● **Material for this task**:
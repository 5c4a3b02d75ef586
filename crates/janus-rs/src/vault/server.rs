//! The vault sidecar: a single-task event loop over a Unix socket.
//!
//! Connections (one per worker, plus the gateway during shutdown) each get a
//! reader task that decodes frames and forwards requests into one mpsc
//! channel; the store itself is owned by a single consumer task. That makes
//! every operation linearizable without a per-token lock, which is what the
//! rotation grace semantics rely on.
//!
//! Request/response payloads ride the same frame protocol as HTTP traffic:
//! REQ with a JSON [`VaultRequest`], RESP with a JSON [`VaultResponse`],
//! PING answered inline by the connection task.

use bytes::Bytes;
use log::{debug, info, warn};
use serde::{Deserialize, Serialize};
use std::path::PathBuf;
use tokio::io::{AsyncReadExt, AsyncWriteExt};
use tokio::net::{UnixListener, UnixStream};
use tokio::sync::{mpsc, oneshot};
use tokio_util::sync::CancellationToken;

use crate::protocol::{codec, Frame, FrameDecoder, FrameKind};

use super::persistence;
use super::store::{SessionVault, VaultError};

/// One operation requested over the wire.
#[derive(Debug, Clone, Serialize, Deserialize)]
#[serde(rename_all = "camelCase")]
pub struct VaultRequest {
    /// `create`, `read`, `rotate`, `destroy`, or `persist`.
    pub op: String,
    #[serde(default)]
    pub sandbox: Option<String>,
    #[serde(default)]
    pub token: Option<String>,
    #[serde(default)]
    pub payload_b64: Option<String>,
    #[serde(default)]
    pub ttl_ms: Option<u64>,
}

/// Reply to a [`VaultRequest`].
#[derive(Debug, Clone, Serialize, Deserialize)]
#[serde(rename_all = "camelCase")]
pub struct VaultResponse {
    pub ok: bool,
    #[serde(default, skip_serializing_if = "Option::is_none")]
    pub error: Option<String>,
    /// Configured capacity, carried alongside a `vault-full` error so the
    /// client reconstructs the real limit instead of inventing one.
    #[serde(default, skip_serializing_if = "Option::is_none")]
    pub capacity: Option<usize>,
    #[serde(default, skip_serializing_if = "Option::is_none")]
    pub token: Option<String>,
    #[serde(default, skip_serializing_if = "Option::is_none")]
    pub payload_b64: Option<String>,
}

impl VaultResponse {
    fn success() -> Self {
        Self {
            ok: true,
            error: None,
            capacity: None,
            token: None,
            payload_b64: None,
        }
    }

    fn failure(kind: &str) -> Self {
        Self {
            ok: false,
            error: Some(kind.to_string()),
            capacity: None,
            token: None,
            payload_b64: None,
        }
    }

    /// Failure reply for a store error, with the error's data attached.
    fn store_failure(err: &VaultError) -> Self {
        let mut response = Self::failure(error_kind(err));
        if let VaultError::VaultFull { capacity } = err {
            response.capacity = Some(*capacity);
        }
        response
    }
}

/// Stable wire identifier for each vault error.
pub fn error_kind(err: &VaultError) -> &'static str {
    match err {
        VaultError::VaultFull { .. } => "vault-full",
        VaultError::NotFound => "not-found",
        VaultError::Expired => "expired",
        VaultError::Rotated => "rotated",
        VaultError::Crypto => "crypto",
    }
}

/// Snapshot location and secret, when persistence is enabled.
#[derive(Debug, Clone)]
pub struct PersistenceConfig {
    pub path: PathBuf,
    pub secret: String,
}

/// The sidecar server. Owns the store for its whole lifetime.
pub struct VaultServer {
    vault: SessionVault,
    persistence: Option<PersistenceConfig>,
    max_frame_size: usize,
}

impl VaultServer {
    pub fn new(
        mut vault: SessionVault,
        persistence: Option<PersistenceConfig>,
        max_frame_size: usize,
    ) -> Self {
        if let Some(ref p) = persistence {
            persistence::restore(&mut vault, &p.path, &p.secret);
        }
        Self {
            vault,
            persistence,
            max_frame_size,
        }
    }

    /// Runs the event loop until `shutdown` fires, then snapshots if
    /// persistence is configured.
    pub async fn serve(
        mut self,
        listener: UnixListener,
        shutdown: CancellationToken,
    ) -> std::io::Result<()> {
        let (tx, mut rx) = mpsc::channel::<(VaultRequest, oneshot::Sender<VaultResponse>)>(256);
        info!("Vault event loop started");

        loop {
            tokio::select! {
                _ = shutdown.cancelled() => break,
                accepted = listener.accept() => {
                    match accepted {
                        Ok((stream, _)) => {
                            tokio::spawn(connection_loop(stream, tx.clone(), self.max_frame_size));
                        }
                        Err(e) => {
                            warn!("Vault accept failed: {}", e);
                        }
                    }
                }
                Some((request, reply)) = rx.recv() => {
                    let response = self.apply(request);
                    // A dropped reply just means the connection went away.
                    let _ = reply.send(response);
                }
            }
        }

        if let Some(ref p) = self.persistence {
            if let Err(e) = persistence::snapshot(&self.vault, &p.path, &p.secret) {
                warn!("Final vault snapshot failed: {}", e);
            }
        }
        info!("Vault event loop stopped");
        Ok(())
    }

    fn apply(&mut self, request: VaultRequest) -> VaultResponse {
        use base64::Engine as _;
        let b64 = base64::engine::general_purpose::STANDARD;

        match request.op.as_str() {
            "create" => {
                let sandbox = request.sandbox.unwrap_or_else(|| "default".to_string());
                let payload = match request.payload_b64.as_deref().map(|p| b64.decode(p)) {
                    Some(Ok(p)) => p,
                    Some(Err(_)) => return VaultResponse::failure("bad-payload"),
                    None => Vec::new(),
                };
                match self.vault.create(&sandbox, &payload, request.ttl_ms) {
                    Ok(token) => VaultResponse {
                        token: Some(token),
                        ..VaultResponse::success()
                    },
                    Err(e) => VaultResponse::store_failure(&e),
                }
            }
            "read" => match request.token.as_deref() {
                Some(token) => match self.vault.read(token) {
                    Ok(plaintext) => VaultResponse {
                        payload_b64: Some(b64.encode(plaintext)),
                        ..VaultResponse::success()
                    },
                    Err(e) => VaultResponse::store_failure(&e),
                },
                None => VaultResponse::failure("missing-token"),
            },
            "rotate" => match request.token.as_deref() {
                Some(token) => {
                    let new_payload = match request.payload_b64.as_deref().map(|p| b64.decode(p)) {
                        Some(Ok(p)) => Some(p),
                        Some(Err(_)) => return VaultResponse::failure("bad-payload"),
                        None => None,
                    };
                    match self.vault.rotate(token, new_payload.as_deref()) {
                        Ok(new_token) => VaultResponse {
                            token: Some(new_token),
                            ..VaultResponse::success()
                        },
                        Err(e) => VaultResponse::store_failure(&e),
                    }
                }
                None => VaultResponse::failure("missing-token"),
            },
            "destroy" => match request.token.as_deref() {
                Some(token) => {
                    self.vault.destroy(token);
                    VaultResponse::success()
                }
                None => VaultResponse::failure("missing-token"),
            },
            "persist" => match self.persistence {
                Some(ref p) => match persistence::snapshot(&self.vault, &p.path, &p.secret) {
                    Ok(()) => VaultResponse::success(),
                    Err(e) => {
                        warn!("On-demand vault snapshot failed: {}", e);
                        VaultResponse::failure("snapshot-failed")
                    }
                },
                None => VaultResponse::failure("persistence-disabled"),
            },
            other => {
                debug!("Unknown vault op: {}", other);
                VaultResponse::failure("unknown-op")
            }
        }
    }
}

/// Per-connection reader: frames in, replies out, strictly in order.
async fn connection_loop(
    mut stream: UnixStream,
    tx: mpsc::Sender<(VaultRequest, oneshot::Sender<VaultResponse>)>,
    max_frame_size: usize,
) {
    let mut decoder = FrameDecoder::new(max_frame_size);

    loop {
        let frame = loop {
            match decoder.decode_next() {
                Ok(Some(frame)) => break frame,
                Ok(None) => match stream.read_buf(decoder.buffer_mut()).await {
                    Ok(0) => return,
                    Ok(_) => continue,
                    Err(_) => return,
                },
                Err(e) => {
                    warn!("Vault connection codec error, closing: {}", e);
                    return;
                }
            }
        };

        match frame.kind {
            FrameKind::Ping => {
                let pong = Frame::control(FrameKind::Pong, frame.correlation);
                if write_frame(&mut stream, &pong, max_frame_size).await.is_err() {
                    return;
                }
            }
            FrameKind::Req => {
                let request: VaultRequest = match serde_json::from_slice(&frame.payload) {
                    Ok(r) => r,
                    Err(e) => {
                        warn!("Vault connection sent malformed request, closing: {}", e);
                        return;
                    }
                };
                let (reply_tx, reply_rx) = oneshot::channel();
                if tx.send((request, reply_tx)).await.is_err() {
                    return;
                }
                let Ok(response) = reply_rx.await else { return };
                let payload = match serde_json::to_vec(&response) {
                    Ok(p) => Bytes::from(p),
                    Err(_) => return,
                };
                let resp = Frame::new(FrameKind::Resp, frame.correlation, payload);
                if write_frame(&mut stream, &resp, max_frame_size).await.is_err() {
                    return;
                }
            }
            other => {
                warn!("Vault connection sent unexpected {:?} frame, closing", other);
                return;
            }
        }
    }
}

async fn write_frame(
    stream: &mut UnixStream,
    frame: &Frame,
    max_frame_size: usize,
) -> std::io::Result<()> {
    let wire = codec::encode(frame, max_frame_size)
        .map_err(|e| std::io::Error::new(std::io::ErrorKind::InvalidData, e.to_string()))?;
    stream.write_all(&wire).await
}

● **Assigned task**: The lines you need are those containing "await"; find them in the records and copy them.

● **Reply to the task**:
                Ok(None) => match stream.read_buf(decoder.buffer_mut()).await {
                if write_frame(&mut stream, &pong, max_frame_size).await.is_err() {
                if tx.send((request, reply_tx)).await.is_err() {
                let Ok(response) = reply_rx.await else { return };
                if write_frame(&mut stream, &resp, max_frame_size).await.is_err() {
    stream.write_all(&wire).await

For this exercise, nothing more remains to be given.